Faute de pouvoir nommer cette violence, l’enfant va choisir de la quantifier : en additionnant les coups portés à sa mère, les minutes avant qu’elle ne reprenne connaissance, le temps entre les cris et les larmes, ou le nombre de pas menant à l’église la plus proche où sa mère trouvera refuge.
De la description que va faire l’enfant de sa fuite éperdue avec sa mère, on situe l’époque dont s’inspirent la fiction et les piètres conditions qui en découlent. Nous sommes dans l’Égypte post-nassérienne, marquée par les politiques d’ouverture de Sadate puis de Moubarak et par les tensions croissantes entre un État centralisateur et une société en pleine mutation démographique. Avec son plan quadrillé et ses bâtiments identiques, le quartier du narrateur, Masaken al-Helmeyah, à l’Est du Caire — situé entre zones agricoles déclassées et banlieues résidentielles —, incarne une forme de politique de contrôle urbain aux ambitions liberticides. Ce microcosme suffocant apparaît comme le symbole d’une société égyptienne fracturée par l’autoritarisme et la paupérisation.

Fragilité copte

Je suis descendu de l’autobus et j’ai tendu l’oreille. Les gens disent que la pauvreté a une couleur terne qui se reconnaît au premier coup d’œil. D’autres disent qu’elle a une odeur lourde, un mélange putride de mort imminente et d’exhalaison fétide. Mais je vous apprendrai que ce qui caractérise vraiment la pauvreté, c’est sa voix. Car la pauvreté a une voix. Un bruit étouffé provenant d’une fosse profonde dans laquelle les sons se mêlent. Le fond sonore parfait pour une vie où tout se vaut.

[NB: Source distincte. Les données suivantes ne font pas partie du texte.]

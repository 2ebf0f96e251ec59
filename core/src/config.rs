//! Render configuration

use crate::error::*;
use clap::ValueEnum;

/// Default minimum path length in vertices.
pub const DEFAULT_MIN_PATH_LENGTH: usize = 2;

/// Default maximum path length in vertices.
pub const DEFAULT_MAX_PATH_LENGTH: usize = 8;

/// Selects which sampling strategies contribute to the image.
#[derive(Copy, Clone, Debug, Default, PartialEq, Eq, ValueEnum)]
pub enum Technique {
    /// All strategies weighted with the balance heuristic.
    #[default]
    Bdpt,

    /// Pure path tracing; only strategies that hit a light.
    PtNaive,

    /// Path tracing with next event estimation.
    PtNee,

    /// Light tracing with connection to the camera.
    LtNee,

    /// All strategies weighted by explicit evaluation on the full path.
    BdptNaive,
}

/// Parameters of a single render.
#[derive(Copy, Clone, Debug, PartialEq, Eq)]
pub struct RenderConfig {
    /// Minimum number of path vertices.
    pub min_path_length: usize,

    /// Maximum number of path vertices.
    pub max_path_length: usize,

    /// Fixed random seed. A seed is drawn from the clock when `None`.
    pub seed: Option<u64>,

    /// Number of worker threads.
    pub threads: usize,

    /// Strategies that contribute.
    pub technique: Technique,

    /// Hide the progress bar.
    pub quiet: bool,
}

impl Default for RenderConfig {
    fn default() -> Self {
        Self {
            min_path_length: DEFAULT_MIN_PATH_LENGTH,
            max_path_length: DEFAULT_MAX_PATH_LENGTH,
            seed: None,
            threads: num_cpus::get(),
            technique: Technique::default(),
            quiet: false,
        }
    }
}

impl RenderConfig {
    /// Checks the path length bounds.
    pub fn validate(&self) -> Result<()> {
        let (min, max) = (self.min_path_length, self.max_path_length);
        if min < 2 || max < min {
            return Err(RenderError::InvalidPathLength { min, max });
        }
        Ok(())
    }

    /// Returns the seed to use, drawing one from the clock if none is fixed.
    pub fn resolve_seed(&self) -> u64 {
        self.seed.unwrap_or_else(|| {
            std::time::SystemTime::now()
                .duration_since(std::time::UNIX_EPOCH)
                .map_or(0, |d| d.as_nanos() as u64)
        })
    }
}

#[cfg(test)]
mod tests {
    use super::*;

    #[test]
    fn default_config_is_valid() {
        let config = RenderConfig::default();
        assert_eq!(config.min_path_length, 2);
        assert_eq!(config.max_path_length, 8);
        assert!(config.validate().is_ok());
    }

    #[test]
    fn max_below_min_is_rejected() {
        let config = RenderConfig {
            min_path_length: 5,
            max_path_length: 4,
            ..RenderConfig::default()
        };
        assert!(matches!(
            config.validate(),
            Err(RenderError::InvalidPathLength { min: 5, max: 4 })
        ));
    }

    #[test]
    fn min_below_two_is_rejected() {
        let config = RenderConfig {
            min_path_length: 1,
            ..RenderConfig::default()
        };
        assert!(config.validate().is_err());
    }

    #[test]
    fn fixed_seed_is_kept() {
        let config = RenderConfig {
            seed: Some(42),
            ..RenderConfig::default()
        };
        assert_eq!(config.resolve_seed(), 42);
    }
}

Dans cette dérive nocturne d’une mère et de son fils à travers un dédale de ruelles tour à tour familières et menaçantes, le lecteur pénètre dans un univers aussi instable qu’inquiétant. Un monde des plus troublés que le conflit interreligieux ne parvient qu’à exacerber.  Être copte, dans un quartier populaire musulman, comme est originaire la petite famille, c’est vivre avec la conscience diffuse d’une fragilité, y compris dans le proche environnement ecclésial. Ainsi, la mère aura beau observer pieusement les rites traditionnels coptes, le conseil qu’elle reçoit du prêtre orthodoxe par des lieux communs spirituels est des plus affligeants

Celui-ci n’écoute pas d’un cœur sincère ce qu’elle lui dit préférant parler de croix à porter et de peuple élu à préserver depuis la nuit des temps. L’un parlait des grandes épreuves d’autrefois et d’éternité, tandis qu’elle parlait de ses petites misères, de l’aujourd’hui et du maintenant…

Ainsi traversé de digressions bibliques et d’anciens personnages coptes, le roman greffe à l’intrigue principale une dimension spirituelle qui insuffle à cette Brève histoire de la Création et de l’est du Caire, une prégnante et salutaire dimension.